#### [SOURCE DATA]
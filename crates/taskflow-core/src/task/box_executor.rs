//! BoxTaskExecutor -- object-safe dynamic dispatch wrapper for TaskExecutor.
//!
//! 1. Define an object-safe `TaskExecutorDyn` trait with a boxed future
//! 2. Blanket-impl `TaskExecutorDyn` for all `T: TaskExecutor`
//! 3. `BoxTaskExecutor` wraps `Box<dyn TaskExecutorDyn>` and delegates

use std::future::Future;
use std::pin::Pin;

use taskflow_types::error::TaskError;
use taskflow_types::task::TaskConfig;

use super::executor::{TaskExecutor, TaskOutput};

/// Object-safe version of [`TaskExecutor`] with a boxed future.
///
/// A blanket implementation is provided for all types implementing `TaskExecutor`.
pub trait TaskExecutorDyn: Send + Sync {
    fn execute_boxed<'a>(
        &'a self,
        task: &'a TaskConfig,
    ) -> Pin<Box<dyn Future<Output = Result<TaskOutput, TaskError>> + Send + 'a>>;
}

impl<T: TaskExecutor> TaskExecutorDyn for T {
    fn execute_boxed<'a>(
        &'a self,
        task: &'a TaskConfig,
    ) -> Pin<Box<dyn Future<Output = Result<TaskOutput, TaskError>> + Send + 'a>> {
        Box::pin(self.execute(task))
    }
}

/// Type-erased task executor, used to store executors of different concrete
/// types in one dispatcher.
pub struct BoxTaskExecutor {
    inner: Box<dyn TaskExecutorDyn>,
}

impl BoxTaskExecutor {
    pub fn new<T: TaskExecutor + 'static>(executor: T) -> Self {
        Self {
            inner: Box::new(executor),
        }
    }
}

impl TaskExecutor for BoxTaskExecutor {
    fn execute(
        &self,
        task: &TaskConfig,
    ) -> impl Future<Output = Result<TaskOutput, TaskError>> + Send {
        async move { self.inner.execute_boxed(task).await }
    }
}

impl std::fmt::Debug for BoxTaskExecutor {
    fn fmt(&self, f: &mut std::fmt::Formatter<'_>) -> std::fmt::Result {
        f.debug_struct("BoxTaskExecutor").finish_non_exhaustive()
    }
}

#[cfg(test)]
mod tests {
    use super::*;
    use crate::task::FnExecutor;
    use serde_json::json;

    #[tokio::test]
    async fn test_boxed_executor_delegates() {
        let boxed = BoxTaskExecutor::new(FnExecutor::new(|task: TaskConfig| async move {
            Ok(json!(task.task_id))
        }));
        let out = boxed.execute(&TaskConfig::new("x", "echo")).await.unwrap();
        assert_eq!(out, json!("x"));
    }
}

#### [ABOUT THIS TASK]
Please restate the data word for word, every record included.

#### [ANSWER BOX]
filename crates/taskflow-core/src/task/box_executor.rs
//! BoxTaskExecutor -- object-safe dynamic dispatch wrapper for TaskExecutor.
//!
//! 1. Define an object-safe `TaskExecutorDyn` trait with a boxed future
//! 2. Blanket-impl `TaskExecutorDyn` for all `T: TaskExecutor`
//! 3. `BoxTaskExecutor` wraps `Box<dyn TaskExecutorDyn>` and delegates

use std::future::Future;
use std::pin::Pin;

use taskflow_types::error::TaskError;
use taskflow_types::task::TaskConfig;

use super::executor::{TaskExecutor, TaskOutput};

/// Object-safe version of [`TaskExecutor`] with a boxed future.
///
/// A blanket implementation is provided for all types implementing `TaskExecutor`.
pub trait TaskExecutorDyn: Send + Sync {
    fn execute_boxed<'a>(
        &'a self,
        task: &'a TaskConfig,
    ) -> Pin<Box<dyn Future<Output = Result<TaskOutput, TaskError>> + Send + 'a>>;
}

impl<T: TaskExecutor> TaskExecutorDyn for T {
    fn execute_boxed<'a>(
        &'a self,
        task: &'a TaskConfig,
    ) -> Pin<Box<dyn Future<Output = Result<TaskOutput, TaskError>> + Send + 'a>> {
        Box::pin(self.execute(task))
    }
}

/// Type-erased task executor, used to store executors of different concrete
/// types in one dispatcher.
pub struct BoxTaskExecutor {
    inner: Box<dyn TaskExecutorDyn>,
}

impl BoxTaskExecutor {
    pub fn new<T: TaskExecutor + 'static>(executor: T) -> Self {
        Self {
            inner: Box::new(executor),
        }
    }
}

impl TaskExecutor for BoxTaskExecutor {
    fn execute(
        &self,
        task: &TaskConfig,
    ) -> impl Future<Output = Result<TaskOutput, TaskError>> + Send {
        async move { self.inner.execute_boxed(task).await }
    }
}

impl std::fmt::Debug for BoxTaskExecutor {
    fn fmt(&self, f: &mut std::fmt::Formatter<'_>) -> std::fmt::Result {
        f.debug_struct("BoxTaskExecutor").finish_non_exhaustive()
    }
}

#[cfg(test)]
mod tests {
    use super::*;
    use crate::task::FnExecutor;
    use serde_json::json;

    #[tokio::test]
    async fn test_boxed_executor_delegates() {
        let boxed = BoxTaskExecutor::new(FnExecutor::new(|task: TaskConfig| async move {
            Ok(json!(task.task_id))
        }));
        let out = boxed.execute(&TaskConfig::new("x", "echo")).await.unwrap();
        assert_eq!(out, json!("x"));
    }
}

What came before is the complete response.